Almost 14 percent of people said they slept no more than five hours per night, 23 percent slept for six hours, 56 percent slept for seven to eight hours, and 7 percent said they slept for nine or more hours per night.

One quarter had told a doctor about trouble sleeping and 7 percent had been diagnosed with a sleep disorder.

Over the previous 30 days, 19 percent of "short sleepers' -- that is, those with five or fewer hours of sleep per night -- had a head or chest cold, compared to 16 percent of those who slept for six hours and 15 percent of those who got seven or more hours.

After accounting for factors like age, sex, race, education level and smoking status, those with a diagnosed sleep disorder were also more likely to have had a cold or infection than others, the researchers reported April 11 in JAMA Internal Medicine.

"This data does not allow us to know whether sleep causes an increase in susceptibility to respiratory infections," only that the two are somehow connected, Prather said.

But in a 2015 study, he and his team experimentally exposed people to the cold virus after assessing their typical sleep, and those who slept six or fewer hours were roughly four times more likely to develop a biologically-verified cold than those who slept more than seven hours, he said.

"It is our hope that this work will help raise the profile of sleep as a critical health behavior that should be considered as an additional vital sign for optimal health," he said.

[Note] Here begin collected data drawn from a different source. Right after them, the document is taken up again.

pub mod app_data;
pub mod content_disposition;
pub mod controllers;
pub mod errors;
pub mod helpers;
pub mod oracles;
pub mod params;
pub mod routes;

use actix_web::middleware::Logger;
use actix_web::{web, App, HttpResponse, HttpServer};
use clap::{Parser, Subcommand};
use env_logger::Env;
use std::io::Write;
use std::path::PathBuf;
use std::sync::Arc;

use app_data::{AppData, ServerConfig};
use oracles::{AlwaysUnderQuotaOracle, InMemoryKeyOracle, InMemoryTokenOracle, LoggingEventBus};
use thicket::store::local::{LocalObjectStore, LocalRegistry};

#[derive(Parser, Debug)]
#[command(name = "thicket-server", version = thicket::constants::THICKET_VERSION)]
struct Cli {
    #[command(subcommand)]
    command: Command,
}

#[derive(Subcommand, Debug)]
enum Command {
    /// Start the HTTP data-plane server.
    Start {
        #[arg(long, short = 'i', default_value = "0.0.0.0")]
        ip: String,
        #[arg(long, short = 'p', default_value_t = 3000)]
        port: u16,
        /// Root directory for object storage and resumable-upload temp files.
        #[arg(long, default_value = "data")]
        data_dir: PathBuf,
        /// Absent means unlimited.
        #[arg(long)]
        max_upload_size: Option<u64>,
        #[arg(long, default_value = thicket::constants::DEFAULT_TEXT_CHARSET)]
        text_charset: String,
        #[arg(long)]
        cloud_mode: bool,
    },
}

#[actix_web::main]
async fn main() -> std::io::Result<()> {
    env_logger::Builder::from_env(Env::default().default_filter_or("info"))
        .format(|buf, record| {
            writeln!(
                buf,
                "{} [{}] - {}: {}",
                chrono::Local::now().format("%Y-%m-%dT%H:%M:%S%.3f"),
                record.level(),
                record.target(),
                record.args()
            )
        })
        .init();

    let cli = Cli::parse();
    let Command::Start {
        ip,
        port,
        data_dir,
        max_upload_size,
        text_charset,
        cloud_mode,
    } = cli.command;

    log::info!("thicket-server v{}", thicket::constants::THICKET_VERSION);
    log::info!("data directory: {data_dir:?}");

    let store = Arc::new(LocalObjectStore::new(&data_dir));
    let registry = Arc::new(LocalRegistry::new());
    let size_worker = thicket::core::spawn_size_worker(registry.clone(), store.clone(), store.clone());

    // No pack example wires a real token/key/quota/event client, and the
    // wire protocol to those services is out of scope here — these
    // in-memory stand-ins let the binary run standalone, the same way a
    // missing Redis connection falls back to an in-memory task queue.
    let data = web::Data::new(AppData {
        blocks: store.clone(),
        fs: store.clone(),
        commits: store.clone(),
        registry: registry.clone(),
        tokens: Arc::new(InMemoryTokenOracle::new()),
        keys: Arc::new(InMemoryKeyOracle::new()),
        quota: Arc::new(AlwaysUnderQuotaOracle),
        events: Arc::new(LoggingEventBus),
        size_worker,
        config: ServerConfig {
            abs_data_dir: data_dir,
            max_upload_size,
            text_charset,
            cloud_mode,
        },
    });

    log::info!("listening on {ip}:{port}");

    HttpServer::new(move || {
        App::new()
            .app_data(data.clone())
            .configure(routes::config)
            .default_service(web::route().to(not_found))
            .wrap(Logger::default())
    })
    .bind((ip.as_str(), port))?
    .run()
    .await
}

async fn not_found() -> HttpResponse {
    HttpResponse::NotFound().finish()
}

"Very little if any training about sleep happens in medical school so most physicians do not know anything about sleep," said Dr. Sanjay R. Patel of the Center for Sleep and Cardiovascular Outcomes at the University of Pittsburgh. "As a result, they do not feel comfortable talking about sleep with their patients."

"Similarly, society does not stigmatize the person getting in their car and driving after only four hours of sleep the way it does the person driving after drinking, even though the risk to others on the road may be the same," Patel told Reuters Health by email.

Chronic poor sleep increases the risk of obesity, diabetes and heart disease, he said.

"Sleep deprivation studies in the laboratory have clear effects on immune function, and other clinical studies have shown that poor sleep before exposure to the cold virus influences the risk of actually developing a cold," said Dr. Daniel J. Buysse of the University of Pittsburgh School of Medicine, who was also not part of the new research.

"Like most things, it's a complicated story, but sleep is likely to play an important role," he told Reuters Health by email.